Cancer progression is characterized by rapidly proliferating cancer cells that are in need of increased protein synthesis. Therefore, enhanced endoplasmic reticulum (ER) activity is required to facilitate the folding, assembly and transportation of membrane and secretory proteins. These functions are carried out by ER chaperones. It is now becoming clear that the ER chaperones have critical functions outside of simply facilitating protein folding. For example, cancer progression requires glucose regulated protein (GRP) 78 for cancer cell survival and proliferation, as well as angiogenesis in the microenvironment. GRP78 can translocate to the cell surface acting as a receptor regulating oncogenic signaling and cell viability. Calreticulin, another ER chaperone, can translocate to the cell surface of apoptotic cancer cells and induce immunogenic cancer cell death and antitumor responses in vivo. Tumor-secreted GRP94 has been shown to elicit antitumor immune responses when used as antitumor vaccines. Protein disulfide isomerase is another ER chaperone that demonstrates pro-oncogenic and pro-survival functions. Because of intrinsic alterations of cellular metabolism and extrinsic factors in the tumor microenvironment, cancer cells are under ER stress, and they respond to this stress by activating the unfolded protein response (UPR). Depending on the severity and duration of ER stress, the signaling branches of the UPR can activate adaptive and pro-survival signals, or induce apoptotic cell death. The protein kinase RNA-like ER kinase signaling branch of the UPR has a dual role in cancer proliferation and survival, and is also required for ER stress-induced autophagy. The activation of the inositol-requiring kinase 1α branch promotes tumorigenesis, cancer cell survival and regulates tumor invasion. In summary, perturbance of ER homeostasis has critical roles in tumorigenesis, and therapeutic modulation of ER chaperones and/or UPR components presents potential antitumor treatments.

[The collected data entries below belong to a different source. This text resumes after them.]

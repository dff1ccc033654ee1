//! HTTP control surface.
//!
//! A small localhost API mirroring the tray-menu actions so external tools
//! (editor plugins, shell scripts, foot pedals) can drive the lifecycle:
//!
//! | Route               | Method     | Effect                                   |
//! |---------------------|------------|------------------------------------------|
//! | `/`                 | GET        | plain-text index of the endpoints        |
//! | `/start-recording`  | POST       | start a new task, superseding any running|
//! | `/stop-recording`   | POST       | end the recording phase                  |
//! | `/abort-recording`  | POST       | cancel the current task outright         |
//! | `/context`          | GET / POST | read / replace the context annotation    |
//! | `/state`            | GET        | current task phase                       |
//! | `/history`          | GET        | completed results as JSON (audio omitted)|
//! | `/describe-screen`  | GET        | one-off screen description               |
//! | `/editor-context`   | GET        | one-off editor context extraction        |
//!
//! CORS is wide open so browser-based frontends on other origins can call in.

use std::sync::Arc;

use axum::extract::State;
use axum::http::StatusCode;
use axum::response::Json;
use axum::routing::{get, post};
use axum::Router;
use tokio_util::sync::CancellationToken;
use tower_http::cors::CorsLayer;

use crate::context::{EditorContextProvider, ScreenDescriber};
use crate::task::{TaskManager, TranscriptionResult};

const INDEX: &str = "\
voxtyper control surface

POST /start-recording   start a new transcribe task
POST /stop-recording    finish recording and transcribe
POST /abort-recording   cancel the current task
GET  /context           read the context annotation
POST /context           replace the context annotation (request body)
GET  /state             current task phase
GET  /history           completed results as JSON
GET  /describe-screen   capture and describe the screen
GET  /editor-context    extract text from the active editor
";

// ---------------------------------------------------------------------------
// HttpState
// ---------------------------------------------------------------------------

/// Shared state handed to every handler.
///
/// The describer and editor provider are held separately from the manager's
/// configured gatherer so the preview endpoints work regardless of which
/// context source is active.
#[derive(Clone)]
pub struct HttpState {
    pub manager: Arc<TaskManager>,
    pub screen: Arc<dyn ScreenDescriber>,
    pub editor: Arc<dyn EditorContextProvider>,
}

// ---------------------------------------------------------------------------
// Router / server
// ---------------------------------------------------------------------------

pub fn router(state: HttpState) -> Router {
    Router::new()
        .route("/", get(index))
        .route("/start-recording", post(start_recording))
        .route("/stop-recording", post(stop_recording))
        .route("/abort-recording", post(abort_recording))
        .route("/context", get(get_context).post(set_context))
        .route("/state", get(state_label))
        .route("/history", get(history))
        .route("/describe-screen", get(describe_screen))
        .route("/editor-context", get(editor_context))
        .layer(CorsLayer::permissive())
        .with_state(state)
}

/// Bind `addr` and serve the control surface until the process exits.
pub async fn serve(addr: &str, state: HttpState) -> anyhow::Result<()> {
    let listener = tokio::net::TcpListener::bind(addr).await?;
    log::info!("http: listening on {addr}");
    axum::serve(listener, router(state)).await?;
    Ok(())
}

// ---------------------------------------------------------------------------
// Handlers
// ---------------------------------------------------------------------------

async fn index() -> &'static str {
    INDEX
}

async fn start_recording(State(state): State<HttpState>) -> &'static str {
    state.manager.start_new_task();
    "recording started\n"
}

async fn stop_recording(State(state): State<HttpState>) -> &'static str {
    state.manager.stop_recording();
    "recording stopped\n"
}

async fn abort_recording(State(state): State<HttpState>) -> &'static str {
    state.manager.abort();
    "recording aborted\n"
}

async fn get_context(State(state): State<HttpState>) -> String {
    state.manager.context()
}

async fn set_context(State(state): State<HttpState>, body: String) -> &'static str {
    state.manager.set_context(body);
    "context updated\n"
}

async fn state_label(State(state): State<HttpState>) -> &'static str {
    if state.manager.is_busy() {
        "busy"
    } else {
        "idle"
    }
}

async fn history(State(state): State<HttpState>) -> Json<Vec<TranscriptionResult>> {
    Json(state.manager.history())
}

async fn describe_screen(
    State(state): State<HttpState>,
) -> Result<String, (StatusCode, String)> {
    state
        .screen
        .describe(CancellationToken::new())
        .await
        .map_err(|e| (StatusCode::INTERNAL_SERVER_ERROR, e.to_string()))
}

async fn editor_context(
    State(state): State<HttpState>,
) -> Result<String, (StatusCode, String)> {
    state
        .editor
        .context(CancellationToken::new())
        .await
        .map_err(|e| (StatusCode::INTERNAL_SERVER_ERROR, e.to_string()))
}

// ---------------------------------------------------------------------------
// Tests
// ---------------------------------------------------------------------------

#[cfg(test)]
mod tests {
    use std::sync::Arc;
    use std::time::Duration;

    use async_trait::async_trait;
    use axum::body::{to_bytes, Body};
    use axum::http::{Request, StatusCode};
    use tokio::time::timeout;
    use tokio_util::sync::CancellationToken;
    use tower::ServiceExt;

    use crate::context::{ContextError, ContextGatherer, EditorContextProvider, ScreenDescriber};
    use crate::task::transcribe::mocks::{FixedEncoder, ScriptedTranscriber, SignalRecorder};
    use crate::task::{Collaborators, TaskManager, TaskState};

    use super::{router, HttpState};

    struct StubScreen;

    #[async_trait]
    impl ScreenDescriber for StubScreen {
        async fn describe(&self, _cancel: CancellationToken) -> Result<String, ContextError> {
            Ok("a terminal".into())
        }
    }

    struct StubEditor;

    #[async_trait]
    impl EditorContextProvider for StubEditor {
        async fn context(&self, _cancel: CancellationToken) -> Result<String, ContextError> {
            Err(ContextError::Editor("no session".into()))
        }
    }

    fn test_state() -> HttpState {
        let manager = TaskManager::new(
            Collaborators {
                recorder: Arc::new(SignalRecorder),
                encoder: Arc::new(FixedEncoder),
                transcriber: ScriptedTranscriber::new("hello world", None),
                gatherer: ContextGatherer::None,
            },
            100,
        );
        HttpState {
            manager,
            screen: Arc::new(StubScreen),
            editor: Arc::new(StubEditor),
        }
    }

    async fn body_text(response: axum::response::Response) -> String {
        let bytes = to_bytes(response.into_body(), usize::MAX).await.unwrap();
        String::from_utf8(bytes.to_vec()).unwrap()
    }

    fn get(uri: &str) -> Request<Body> {
        Request::builder().uri(uri).body(Body::empty()).unwrap()
    }

    fn post(uri: &str, body: &str) -> Request<Body> {
        Request::builder()
            .method("POST")
            .uri(uri)
            .body(Body::from(body.to_string()))
            .unwrap()
    }

    #[tokio::test]
    async fn index_lists_the_endpoints() {
        let response = router(test_state()).oneshot(get("/")).await.unwrap();
        assert_eq!(response.status(), StatusCode::OK);
        let text = body_text(response).await;
        assert!(text.contains("/start-recording"));
        assert!(text.contains("/history"));
    }

    #[tokio::test]
    async fn context_roundtrips_through_the_api() {
        let state = test_state();
        let app = router(state.clone());

        let response = app
            .clone()
            .oneshot(post("/context", "rust glossary"))
            .await
            .unwrap();
        assert_eq!(response.status(), StatusCode::OK);
        assert_eq!(state.manager.context(), "rust glossary");

        let response = app.oneshot(get("/context")).await.unwrap();
        assert_eq!(body_text(response).await, "rust glossary");
    }

    #[tokio::test]
    async fn start_and_stop_drive_a_full_task() {
        let state = test_state();
        let app = router(state.clone());
        let mut states = state.manager.subscribe_states();
        let mut results = state.manager.subscribe_results();

        let response = app
            .clone()
            .oneshot(post("/start-recording", ""))
            .await
            .unwrap();
        assert_eq!(response.status(), StatusCode::OK);
        assert_eq!(states.recv().await.unwrap(), TaskState::Recording);
        assert_eq!(
            app.clone()
                .oneshot(get("/state"))
                .await
                .map(|r| r.status())
                .unwrap(),
            StatusCode::OK
        );

        let response = app
            .clone()
            .oneshot(post("/stop-recording", ""))
            .await
            .unwrap();
        assert_eq!(response.status(), StatusCode::OK);

        let result = timeout(Duration::from_millis(500), results.recv())
            .await
            .unwrap()
            .unwrap();
        assert_eq!(result.original, "hello world");

        let response = app.oneshot(get("/history")).await.unwrap();
        let json: serde_json::Value = serde_json::from_str(&body_text(response).await).unwrap();
        let entries = json.as_array().unwrap();
        assert_eq!(entries.len(), 1);
        assert_eq!(entries[0]["original"], "hello world");
        assert!(entries[0].get("audio").is_none());
    }

    #[tokio::test]
    async fn abort_leaves_no_history() {
        let state = test_state();
        let app = router(state.clone());
        let mut states = state.manager.subscribe_states();

        app.clone()
            .oneshot(post("/start-recording", ""))
            .await
            .unwrap();
        assert_eq!(states.recv().await.unwrap(), TaskState::Recording);

        app.clone()
            .oneshot(post("/abort-recording", ""))
            .await
            .unwrap();
        assert_eq!(
            timeout(Duration::from_millis(500), states.recv())
                .await
                .unwrap()
                .unwrap(),
            TaskState::Idle
        );

        let response = app.oneshot(get("/history")).await.unwrap();
        assert_eq!(body_text(response).await, "[]");
    }

    #[tokio::test]
    async fn describe_screen_returns_the_description() {
        let response = router(test_state())
            .oneshot(get("/describe-screen"))
            .await
            .unwrap();
        assert_eq!(response.status(), StatusCode::OK);
        assert_eq!(body_text(response).await, "a terminal");
    }

    #[tokio::test]
    async fn editor_context_failure_maps_to_500() {
        let response = router(test_state())
            .oneshot(get("/editor-context"))
            .await
            .unwrap();
        assert_eq!(response.status(), StatusCode::INTERNAL_SERVER_ERROR);
        assert!(body_text(response).await.contains("no session"));
    }
}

肿瘤的进展特征是增殖迅速的肿瘤细胞需要增加蛋白质的合成。因此,需要增强内质网(ER)活性以促进膜和分泌蛋白的折叠、组装和运输。这些功能是由 ER 伴侣蛋白来执行的。现在已经很清楚,ER 伴侣蛋白除了简单地促进蛋白质折叠之外,还具有关键作用。例如,肿瘤的进展需要葡萄糖调节蛋白(GRP)78 来维持肿瘤细胞的存活和增殖,以及微环境中的血管生成。GRP78 可以转位到细胞表面,作为调节致癌信号和细胞活力的受体。另一种 ER 伴侣蛋白钙网织蛋白也可以转位到凋亡肿瘤细胞的细胞表面,诱导体内免疫原性肿瘤细胞死亡和抗肿瘤反应。已经表明,肿瘤分泌的 GRP94 用作抗肿瘤疫苗时可以引发抗肿瘤免疫反应。蛋白二硫键异构酶是另一种具有致癌和生存促进功能的 ER 伴侣蛋白。由于细胞代谢的内在改变和肿瘤微环境中的外在因素,肿瘤细胞处于内质网应激状态,它们通过激活未折叠蛋白反应(UPR)来应对这种应激。根据内质网应激的严重程度和持续时间,UPR 的信号分支可以激活适应性和生存促进信号,或诱导细胞凋亡。UPR 的蛋白激酶 RNA 样内质网激酶信号分支在肿瘤增殖和存活中具有双重作用,也是内质网应激诱导自噬所必需的。肌醇需求激酶 1α 分支的激活促进了肿瘤发生、肿瘤细胞存活,并调节了肿瘤侵袭。总之,内质网平衡的紊乱在肿瘤发生中起着关键作用,ER 伴侣蛋白和/或 UPR 成分的治疗调节为潜在的抗肿瘤治疗提供了可能。